SlEIN4基因过表达株系和基因编辑株系与野生型番茄花期标记后35天果实到达绿熟期(MG)，果实顶端变红时到达破色期(B)。通过表型的观察和统计，野生型番茄从花期标记到果实破色期平均天数约37天，SlEIN4基因过表达株系(OE-18)花期标记到果实破色期平均天数约39天，SlEIN4基因编辑株系株系(CR-11)从花期标记到果实破色期平均天数约31天。结果表明，SlEIN4基因过表达延缓番茄果实成熟，SlEIN4编辑促进番茄果实成熟，如图5所示。

SlEIN4基因编辑株系果实从幼果起发生形状变化，果实对比野生型果实果尖明显且细长，如图5、图6所示。用数显游标卡尺测量红熟时期的果实纵径(果基到果顶的长度)和果实横径(果实最粗处的直径)，计算果形指数(果形指数＝果实纵径/果实横径)，果形指数如图7所示。结果证明，SlEIN4基因影响番茄果实的形状，与对照组相比，敲除SlEIN4基因后番茄果实明显变长。

2、转基因番茄果实硬度研究

野生型和转基因材料种植在河南农业大学园艺学院同一温室中，待番茄植株长出四穗花序进行花期标记，每个花序疏花至只有四个果实，花后35天不再继续膨大全部绿色果实为绿熟期(Mature green，MG)，绿熟期3天后果实顶端变红为破色期(Breaker，B)，破色期3天后为黄熟期(Yellow，Y)，黄熟期7天后为红熟期(Red ripe，R)。

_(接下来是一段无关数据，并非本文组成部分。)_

use std::sync::Arc;

use arrayvec::ArrayVec;

use crate::types::{GameStatus, Millis, MAX_ACTIVE_WORDS};

/// A falling word as the view sees it.
#[derive(Debug, Clone, PartialEq)]
pub struct WordSnapshot {
    pub text: Arc<str>,
    /// Horizontal placement in `[0, 1]` of the play width.
    pub x_fraction: f32,
    /// Distance travelled toward the danger line in `[0, 1]`.
    pub progress: f32,
}

/// Read-only view of the simulation handed to the presentation layer.
#[derive(Debug, Clone, PartialEq, Default)]
pub struct GameSnapshot {
    pub status: GameStatus,
    pub hp: u32,
    pub max_hp: u32,
    /// Time since start, frozen at the victory moment.
    pub elapsed_ms: Millis,
    pub completion_ms: Option<Millis>,
    pub level_number: u32,
    pub level_count: usize,
    pub words_remaining: usize,
    pub words_spawned: u32,
    pub words_matched: u32,
    pub words_expired: u32,
    pub episode_id: u32,
    pub words: ArrayVec<WordSnapshot, MAX_ACTIVE_WORDS>,
}

impl GameSnapshot {
    pub fn clear(&mut self) {
        *self = Self::default();
    }

    pub fn playable(&self) -> bool {
        self.status.is_running()
    }

    /// Health as a fraction of the maximum (0 when `max_hp` is 0).
    pub fn hp_fraction(&self) -> f32 {
        if self.max_hp == 0 {
            return 0.0;
        }
        self.hp as f32 / self.max_hp as f32
    }
}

摘取野生型和转基因材料同一结位的无明显机械损伤的选特定时期果实，每个果实使用仪器TA.XTplus(Godalming，UK)在果实赤道部分均分测定四点，每次测定25个左右的生物学重复，每个测定点用直径5mm金属探头，测定深度为5mm，测定速度为10mm/s(以扎透果皮为标准)。以果实能承受的最大力作为衡量番茄果实硬度的指标，单位为牛顿(N)。

结果如图8所示，SlEIN4基因过表达株系OE-18和OE-19的番茄果实硬度降低，SlEIN4基因编辑株系CR-11和CR-12的番茄果实硬度显著升高。由此可以证明：SlEIN4基因可以调控番茄果实硬度，降低SlEIN4基因表达量能显著提高番茄果实硬度。

综上所述，本发明证明通过调控乙烯受体基因SlEIN4基因的表达，可以调控番茄果实的硬度和果形。实验证实，与对照株系相比，SlEIN4基因过表达株系番茄果实硬度降低，SlEIN4基因编辑株系番茄果实硬度显著升高，果实形状明显变尖且细长。

最后说明的是：以上各实施例仅用以说明本发明的技术方案，而非对其限制；尽管参照前述各实施例对本发明进行了详细的说明，本领域的普通技术人员应当理解：其依然可以对前述各实施例所记载的技术方案进行修改，或者对其中部分或者全部技术特征进行等同替换；而这些修改或者替换，并不使相应技术方案的本质脱离本发明各实施例技术方案的范围。